Timing of Testosterone Recovery
If a potential testosterone lowering drug is stopped, we have to consider the timing of testosterone recovery to carry out the experiment correctly. Depending on the mechanism by which the drug is lowering testosterone levels, it could take the body weeks or even months to recuperate.
So, if you stop a potential low T drug offender, plan on following your testosterone levels for months before you can make any experimental conclusions. Depending on the drug, I usually tell my patients it will take 6-12 months to see their drug holiday experiment to its conclusion.
Should we Always Stop Drugs that may Lower Testosterone?

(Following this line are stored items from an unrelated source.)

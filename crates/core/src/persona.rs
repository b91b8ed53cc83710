//! Assistant persona and the grounding instruction sent with every request.

/// Persona used when the user has not customized one.
pub const DEFAULT_PERSONA: &str =
    "You are Kitty, a friendly and encouraging study assistant who happens to be a cat";

/// Display name of the assistant, used for transcript labels.
pub const DEFAULT_ASSISTANT_NAME: &str = "Kitty";

/// Reply the assistant is told to give when the materials lack an answer.
pub const NOT_FOUND_REPLY: &str = "I can't find that information in the study materials.";

/// Build the system instruction: persona, grounding rules, then the materials.
///
/// A blank persona falls back to [`DEFAULT_PERSONA`]. A trailing period on the
/// persona is not doubled.
pub fn system_instruction(persona: &str, context: &str) -> String {
    let persona = persona.trim();
    let persona = if persona.is_empty() {
        DEFAULT_PERSONA
    } else {
        persona.trim_end_matches('.')
    };

    format!(
        "{persona}. Your goal is to answer questions and discuss topics based *only* on the \
         provided study materials. Do not use any external knowledge. If the answer is not in \
         the materials, say \"{NOT_FOUND_REPLY}\" Be friendly and encouraging.\n\n\
         Here are the study materials:\n---\n{context}\n---\n"
    )
}

#[cfg(test)]
mod tests {
    use super::*;

    #[test]
    fn test_instruction_embeds_persona_and_context() {
        let instruction = system_instruction("You are a pirate tutor", "Mitochondria");
        assert!(instruction.starts_with("You are a pirate tutor. Your goal"));
        assert!(instruction.ends_with("---\nMitochondria\n---\n"));
        assert!(instruction.contains(NOT_FOUND_REPLY));
    }

    #[test]
    fn test_blank_persona_uses_default() {
        let instruction = system_instruction("   ", "x");
        assert!(instruction.starts_with(DEFAULT_PERSONA));
    }

    #[test]
    fn test_trailing_period_not_doubled() {
        let instruction = system_instruction("Be terse.", "x");
        assert!(instruction.starts_with("Be terse. Your goal"));
    }
}
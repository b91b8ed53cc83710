//! Plain-text extraction from uploaded study documents.
//!
//! Each supported format has its own backend; [`extract`] picks one from the
//! file extension and [`extract_all`] runs a whole submission concurrently.

pub mod batch;
pub mod docx;
mod ooxml;
pub mod pdf;
pub mod pptx;
pub mod text;

pub use batch::{extract_all, prepare_materials};
pub use docx::DocxExtractor;
pub use pdf::PdfExtractor;
pub use pptx::PptxExtractor;

use kitty_core::{DocumentFormat, Result, UploadedFile};

/// Extract the plain text of a single uploaded file.
///
/// Fails with `UnsupportedFormat` for unknown extensions and `ParseFailure`
/// for malformed content. An empty file yields an empty string for every
/// supported format.
pub fn extract(file: &UploadedFile) -> Result<String> {
    let format = DocumentFormat::for_file(file)?;
    log::debug!("Extracting '{}' as {}", file.name, format);

    if file.bytes.is_empty() {
        return Ok(String::new());
    }

    match format {
        DocumentFormat::PlainText => Ok(text::decode_text(&file.bytes)),
        DocumentFormat::Pdf => PdfExtractor::new().extract(&file.bytes),
        DocumentFormat::Docx => DocxExtractor::new().extract(&file.bytes),
        DocumentFormat::Pptx => PptxExtractor::new().extract(&file.bytes),
        DocumentFormat::LegacyDoc => Ok(text::decode_legacy_doc(&file.bytes)),
    }
}

#[cfg(test)]
pub(crate) mod test_support {
    use lopdf::content::{Content, Operation};
    use lopdf::{dictionary, Document, Object, Stream};
    use std::io::{Cursor, Write};
    use zip::write::FileOptions;
    use zip::ZipWriter;

    /// Build an in-memory ZIP archive from `(path, content)` pairs.
    pub fn zip_archive(entries: &[(&str, &str)]) -> Vec<u8> {
        let mut writer = ZipWriter::new(Cursor::new(Vec::new()));
        for (path, content) in entries {
            writer.start_file(*path, FileOptions::default()).unwrap();
            writer.write_all(content.as_bytes()).unwrap();
        }
        writer.finish().unwrap().into_inner()
    }

    /// Build a PDF with one page per entry, each line drawn as its own text object.
    pub fn pdf_with_pages(pages: &[&[&str]]) -> Vec<u8> {
        let pages = pages
            .iter()
            .map(|lines| {
                let mut operations = Vec::new();
                for (i, line) in lines.iter().enumerate() {
                    operations.push(Operation::new("BT", vec![]));
                    operations.push(Operation::new("Tf", vec!["F1".into(), 12.into()]));
                    operations.push(Operation::new("Td", vec![72.into(), (700 - 20 * i as i64).into()]));
                    operations.push(Operation::new("Tj", vec![Object::string_literal(*line)]));
                    operations.push(Operation::new("ET", vec![]));
                }
                operations
            })
            .collect();
        pdf_from_pages(pages)
    }

    /// Build a one-page PDF from raw content operations, with Courier as `F1`.
    pub fn pdf_from_operations(operations: Vec<Operation>) -> Vec<u8> {
        pdf_from_pages(vec![operations])
    }

    fn pdf_from_pages(pages: Vec<Vec<Operation>>) -> Vec<u8> {
        let mut doc = Document::with_version("1.5");
        let pages_id = doc.new_object_id();
        let font_id = doc.add_object(dictionary! {
            "Type" => "Font",
            "Subtype" => "Type1",
            "BaseFont" => "Courier",
        });
        let resources_id = doc.add_object(dictionary! {
            "Font" => dictionary! { "F1" => font_id },
        });

        let mut kids: Vec<Object> = Vec::new();
        for operations in pages {
            let content = Content { operations };
            let content_id = doc.add_object(Stream::new(dictionary! {}, content.encode().unwrap()));
            let page_id = doc.add_object(dictionary! {
                "Type" => "Page",
                "Parent" => pages_id,
                "Contents" => content_id,
            });
            kids.push(page_id.into());
        }

        let count = kids.len() as i64;
        doc.objects.insert(
            pages_id,
            Object::Dictionary(dictionary! {
                "Type" => "Pages",
                "Kids" => kids,
                "Count" => count,
                "Resources" => resources_id,
                "MediaBox" => vec![0.into(), 0.into(), 595.into(), 842.into()],
            }),
        );
        let catalog_id = doc.add_object(dictionary! {
            "Type" => "Catalog",
            "Pages" => pages_id,
        });
        doc.trailer.set("Root", catalog_id);

        let mut bytes = Vec::new();
        doc.save_to(&mut bytes).unwrap();
        bytes
    }
}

This is where the art of medicine comes in to play. When I am faced with this situation the plan must be highly individualized. I certainly review the scientific literature on the drug with my patient. We then look at how low their testosterone levels are. Does the science suggest a clinically significant lowering of testosterone levels or not?
I also will take into account my clinical experience with the same drug in other patients. Of course, patient preferences also sway decision making. Using this individualized approach with shared decision making between patient and physician it’s generally pretty easy to come up with a logical plan.

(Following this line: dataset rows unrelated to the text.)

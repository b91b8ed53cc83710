//! OpenAI-compatible chat-completions client.

use crate::config::ChatConfig;
use crate::error::ChatError;
use kitty_core::{system_instruction, ChatTurn};
use reqwest::{Client, StatusCode};
use serde::{Deserialize, Serialize};

#[derive(Serialize)]
struct ChatRequest<'a> {
    model: &'a str,
    messages: Vec<WireMessage<'a>>,
    temperature: f32,
    max_tokens: u32,
}

#[derive(Serialize)]
struct WireMessage<'a> {
    role: &'a str,
    content: &'a str,
}

#[derive(Deserialize)]
struct ChatResponse {
    choices: Vec<Choice>,
}

#[derive(Deserialize)]
struct Choice {
    message: ResponseMessage,
}

#[derive(Deserialize)]
struct ResponseMessage {
    content: Option<String>,
}

/// Sends the conversation to the backend and returns the assistant's reply.
pub struct ChatClient {
    client: Client,
    config: ChatConfig,
}

impl ChatClient {
    pub fn new(config: ChatConfig) -> Self {
        Self {
            client: Client::new(),
            config,
        }
    }

    pub fn config(&self) -> &ChatConfig {
        &self.config
    }

    /// Ask for the next assistant turn.
    ///
    /// The system message carries the persona and the study materials; the
    /// turn history follows in order.
    pub async fn respond(
        &self,
        context: &str,
        persona: &str,
        turns: &[ChatTurn],
    ) -> Result<String, ChatError> {
        let instruction = system_instruction(persona, context);

        let mut messages = Vec::with_capacity(turns.len() + 1);
        messages.push(WireMessage {
            role: "system",
            content: &instruction,
        });
        messages.extend(turns.iter().map(|turn| WireMessage {
            role: turn.role.as_str(),
            content: &turn.content,
        }));

        let body = ChatRequest {
            model: &self.config.model,
            messages,
            temperature: self.config.temperature,
            max_tokens: self.config.max_tokens,
        };

        log::debug!(
            "Sending {} turn(s) to {} ({} chars of context)",
            turns.len(),
            self.config.model,
            context.len()
        );

        let response = self
            .client
            .post(format!("{}/chat/completions", self.config.base_url))
            .bearer_auth(&self.config.api_key)
            .json(&body)
            .send()
            .await?;

        let status = response.status();
        if status == StatusCode::NOT_FOUND {
            return Err(ChatError::ModelNotFound(self.config.model.clone()));
        }
        if !status.is_success() {
            let message = response.text().await.unwrap_or_default();
            log::warn!("Chat API error {}: {}", status, message);
            return Err(ChatError::Api {
                status: status.as_u16(),
                message,
            });
        }

        let parsed: ChatResponse = response.json().await?;
        parsed
            .choices
            .into_iter()
            .next()
            .and_then(|choice| choice.message.content)
            .filter(|content| !content.is_empty())
            .ok_or(ChatError::EmptyResponse)
    }
}

#[cfg(test)]
mod tests {
    use super::*;
    use httpmock::{Method::POST, MockServer};
    use serde_json::json;

    fn client_for(server: &MockServer) -> ChatClient {
        ChatClient::new(ChatConfig::new("test-key").with_base_url(server.base_url()))
    }

    #[tokio::test]
    async fn test_respond_sends_system_and_history() {
        let server = MockServer::start_async().await;
        let mock = server
            .mock_async(|when, then| {
                when.method(POST)
                    .path("/chat/completions")
                    .header("authorization", "Bearer test-key")
                    .body_contains("\"role\":\"system\"")
                    .body_contains("Mitochondria make ATP")
                    .body_contains("\"role\":\"user\"");
                then.status(200).json_body(json!({
                    "choices": [
                        { "message": { "role": "assistant", "content": "They make ATP!" } }
                    ]
                }));
            })
            .await;

        let turns = vec![ChatTurn::greeting(), ChatTurn::user("What do mitochondria do?")];
        let reply = client_for(&server)
            .respond("Mitochondria make ATP", "", &turns)
            .await
            .expect("reply");

        mock.assert();
        assert_eq!(reply, "They make ATP!");
    }

    #[tokio::test]
    async fn test_not_found_maps_to_model_error() {
        let server = MockServer::start_async().await;
        server
            .mock_async(|when, then| {
                when.method(POST).path("/chat/completions");
                then.status(404).body("no such model");
            })
            .await;

        let err = client_for(&server)
            .respond("ctx", "", &[ChatTurn::user("hi")])
            .await
            .unwrap_err();
        assert!(matches!(err, ChatError::ModelNotFound(ref m) if m == "gpt-oss-120b"));
    }

    #[tokio::test]
    async fn test_server_error_carries_status() {
        let server = MockServer::start_async().await;
        server
            .mock_async(|when, then| {
                when.method(POST).path("/chat/completions");
                then.status(429).body("rate limited");
            })
            .await;

        let err = client_for(&server)
            .respond("ctx", "", &[ChatTurn::user("hi")])
            .await
            .unwrap_err();
        assert!(matches!(err, ChatError::Api { status: 429, ref message } if message == "rate limited"));
    }

    #[tokio::test]
    async fn test_empty_completion() {
        let server = MockServer::start_async().await;
        server
            .mock_async(|when, then| {
                when.method(POST).path("/chat/completions");
                then.status(200).json_body(json!({ "choices": [] }));
            })
            .await;

        let err = client_for(&server)
            .respond("ctx", "", &[ChatTurn::user("hi")])
            .await
            .unwrap_err();
        assert!(matches!(err, ChatError::EmptyResponse));
    }
}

Sometimes men will decide to take a drug holiday and follow testosterone levels for 6-12 months. Other men will decide not to do the experiment if there is a low likelihood of seeing testosterone levels recover fully.

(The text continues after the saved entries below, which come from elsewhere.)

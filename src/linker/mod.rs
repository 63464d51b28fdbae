//! Linker module - Assign anchor ids to h2/h3/h4 headings
//!
//! Every heading gets an `id` derived from its text: lowercased, with the
//! first space turned into a hyphen. `SlugMode::AllSpaces` hyphenates every
//! space instead, and `unique` suffixes repeated ids; both are opt-in.

pub mod slug;
pub mod unique;

use serde::Serialize;
use std::collections::HashMap;

use crate::dom::{Document, HeadingLevel};
use crate::error::HeadlinkError;
pub use slug::{slugify, SlugMode};
use unique::IdRegistry;

/// Announced on the diagnostic stream when a linking pass starts
pub const STARTUP_MESSAGE: &str = "[ .. ] Linking header names...";

/// Which text of a heading the slug is derived from
#[derive(Debug, Clone, Copy, PartialEq, Eq, Default)]
pub enum TextSource {
    /// Rendered text: markup removed, entities decoded, whitespace collapsed
    #[default]
    Text,
    /// The raw inner markup, unmodified
    InnerHtml,
}

impl std::str::FromStr for TextSource {
    type Err = HeadlinkError;

    fn from_str(s: &str) -> Result<Self, Self::Err> {
        match s.to_lowercase().as_str() {
            "text" => Ok(TextSource::Text),
            "inner-html" | "html" => Ok(TextSource::InnerHtml),
            _ => Err(HeadlinkError::InvalidOption {
                option: "text source",
                value: s.to_string(),
            }),
        }
    }
}

/// Options for a linking pass. The default reproduces plain first-space
/// slugs with no collision handling.
#[derive(Debug, Clone, Copy, Default)]
pub struct LinkOptions {
    pub mode: SlugMode,
    pub unique: bool,
    pub text_source: TextSource,
}

/// One heading visited by a linking pass
#[derive(Debug, Clone, PartialEq, Serialize)]
pub struct LinkedHeading {
    pub level: HeadingLevel,

    /// Position among headings of the same level, in document order
    pub index: usize,

    #[serde(skip_serializing_if = "Option::is_none")]
    pub line: Option<u32>,

    /// The text the id was derived from
    pub text: String,

    /// The `id` attribute before the pass, if any
    #[serde(skip_serializing_if = "Option::is_none")]
    pub previous_id: Option<String>,

    pub id: String,
}

impl LinkedHeading {
    /// Whether the pass changed (or added) the `id` attribute
    pub fn changed(&self) -> bool {
        self.previous_id.as_deref() != Some(self.id.as_str())
    }
}

#[derive(Debug, Clone, Copy, PartialEq, Eq, Serialize)]
#[serde(rename_all = "SCREAMING_SNAKE_CASE")]
pub enum LinkWarningCode {
    /// The heading has no text, so its id is the empty string
    EmptyId,
    /// Another heading in the same document got the same id
    DuplicateId,
}

impl LinkWarningCode {
    pub fn as_str(&self) -> &'static str {
        match self {
            LinkWarningCode::EmptyId => "EMPTY_ID",
            LinkWarningCode::DuplicateId => "DUPLICATE_ID",
        }
    }
}

#[derive(Debug, Clone, PartialEq, Serialize)]
pub struct LinkWarning {
    pub code: LinkWarningCode,
    pub message: String,
    pub level: HeadingLevel,
    pub index: usize,
    #[serde(skip_serializing_if = "Option::is_none")]
    pub line: Option<u32>,
}

/// Everything a linking pass did to one document
#[derive(Debug, Clone, Default, Serialize)]
pub struct LinkReport {
    pub headings: Vec<LinkedHeading>,
    pub warnings: Vec<LinkWarning>,
}

impl LinkReport {
    pub fn changed_count(&self) -> usize {
        self.headings.iter().filter(|h| h.changed()).count()
    }

    pub fn count_for(&self, level: HeadingLevel) -> usize {
        self.headings.iter().filter(|h| h.level == level).count()
    }
}

fn heading_text<D: Document>(doc: &D, node: D::Node, source: TextSource) -> String {
    match source {
        TextSource::Text => doc.text_content(node),
        TextSource::InnerHtml => doc.inner_html(node),
    }
}

/// Compute the id of every heading, in visiting order, without touching the
/// document.
fn plan<D: Document>(doc: &D, options: &LinkOptions) -> (Vec<D::Node>, LinkReport) {
    let mut nodes = Vec::new();
    let mut report = LinkReport::default();
    let mut registry = options.unique.then(IdRegistry::new);
    let mut first_use: HashMap<String, (HeadingLevel, usize)> = HashMap::new();

    for level in HeadingLevel::ALL {
        let elements = doc.elements_by_tag_name(level.tag());
        if elements.is_empty() {
            log::debug!("no <{}> headings, skipping level", level.tag());
            continue;
        }

        for (index, node) in elements.into_iter().enumerate() {
            let text = heading_text(doc, node, options.text_source);
            let slug = slugify(&text, options.mode);
            let id = match registry.as_mut() {
                Some(registry) => registry.claim(&slug),
                None => slug,
            };
            let line = doc.source_line(node);

            if id.is_empty() {
                report.warnings.push(LinkWarning {
                    code: LinkWarningCode::EmptyId,
                    message: format!("<{}> #{} has no text; its id is empty", level.tag(), index),
                    level,
                    index,
                    line,
                });
            }

            match first_use.get(&id) {
                Some((first_level, first_index)) => report.warnings.push(LinkWarning {
                    code: LinkWarningCode::DuplicateId,
                    message: format!(
                        "id '{}' already assigned to <{}> #{}",
                        id,
                        first_level.tag(),
                        first_index
                    ),
                    level,
                    index,
                    line,
                }),
                None => {
                    first_use.insert(id.clone(), (level, index));
                }
            }

            report.headings.push(LinkedHeading {
                level,
                index,
                line,
                text,
                previous_id: doc.attribute(node, "id"),
                id,
            });
            nodes.push(node);
        }
    }

    (nodes, report)
}

/// Report the ids a linking pass would assign, leaving the document as is
pub fn plan_links<D: Document>(doc: &D, options: &LinkOptions) -> LinkReport {
    plan(doc, options).1
}

/// Give every h2, h3 and h4 of `doc` an `id` derived from its text.
///
/// Levels are visited in order (all h2, then h3, then h4), each in document
/// order; a level with no elements is skipped. Any prior `id` is overwritten.
/// Running the pass twice on an unchanged document assigns the same ids.
pub fn link_headers<D: Document>(doc: &mut D, options: &LinkOptions) -> LinkReport {
    log::info!("{}", STARTUP_MESSAGE);

    let (nodes, report) = plan(doc, options);
    for (node, heading) in nodes.into_iter().zip(&report.headings) {
        doc.set_attribute(node, "id", &heading.id);
    }

    log::debug!(
        "linked {} headings ({} changed, {} warnings)",
        report.headings.len(),
        report.changed_count(),
        report.warnings.len()
    );
    report
}
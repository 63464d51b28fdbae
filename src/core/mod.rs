//! Core module - Contains the fundamental data structures and utilities
//!
//! This module provides:
//! - Unified result model (ResultItem)
//! - Rendering functions for different output formats
//! - Path normalization utilities
//! - Hashing and file metadata helpers
//! - File reading strategies

pub mod file_reader;
pub mod model;
pub mod paths;
pub mod render;
pub mod util;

What if the Experiment Fails?
If you stop the potential offending drug and testosterone levels do not improve significantly then we would consider testosterone replacement therapy. In my experience, men on drugs that lower testosterone are more likely to have idiopathic hypogonadism than drug induced hypogonadism. When the experiment fails, we simply treat them like any other patient with low testosterone.
What if the Experiment is NOT Performed?
After a thorough discussion, some men will decide not to stop the potentially offending drug. They decide not to embark upon the drug holiday experiment. We treat these men like any other patient with low testosterone.
The Drug Holiday That Never Fails
Never say never in medicine, I certainly subscribe to that. However, I always tell men with low testosterone that the best course of action is to stop alcohol, THC and illicit drugs if they are being ingested.
This experiment never fails because men will always feel better and improve their health even if testosterone levels do not improve. If low T symptoms and low testosterone levels persist, I will certainly treat them like any other patient with testosterone deficiency. However, the results of testosterone replacement therapy are always superior when these drugs are stopped or greatly reduced.
Anabolic steroids also need to be stopped immediately, especially in men wishing to father children.
Low testosterone is a common condition in men. Many prescription medications and other drugs can lower testosterone levels or create a state of low testosterone.
If you have symptoms of low testosterone, see a urologist. A urologist will perform a diagnostic work-up. If the diagnosis of low testosterone is confirmed with lab testing, medications that may lower testosterone should be examined.
If the patient is on a drug that may lower testosterone, a thoughtful conversation should ensue to assess the relevance of a drug holiday experiment. If the experiment fails or the patient decides to forego the experiment, testosterone replacement therapy should be considered after a careful review of risks.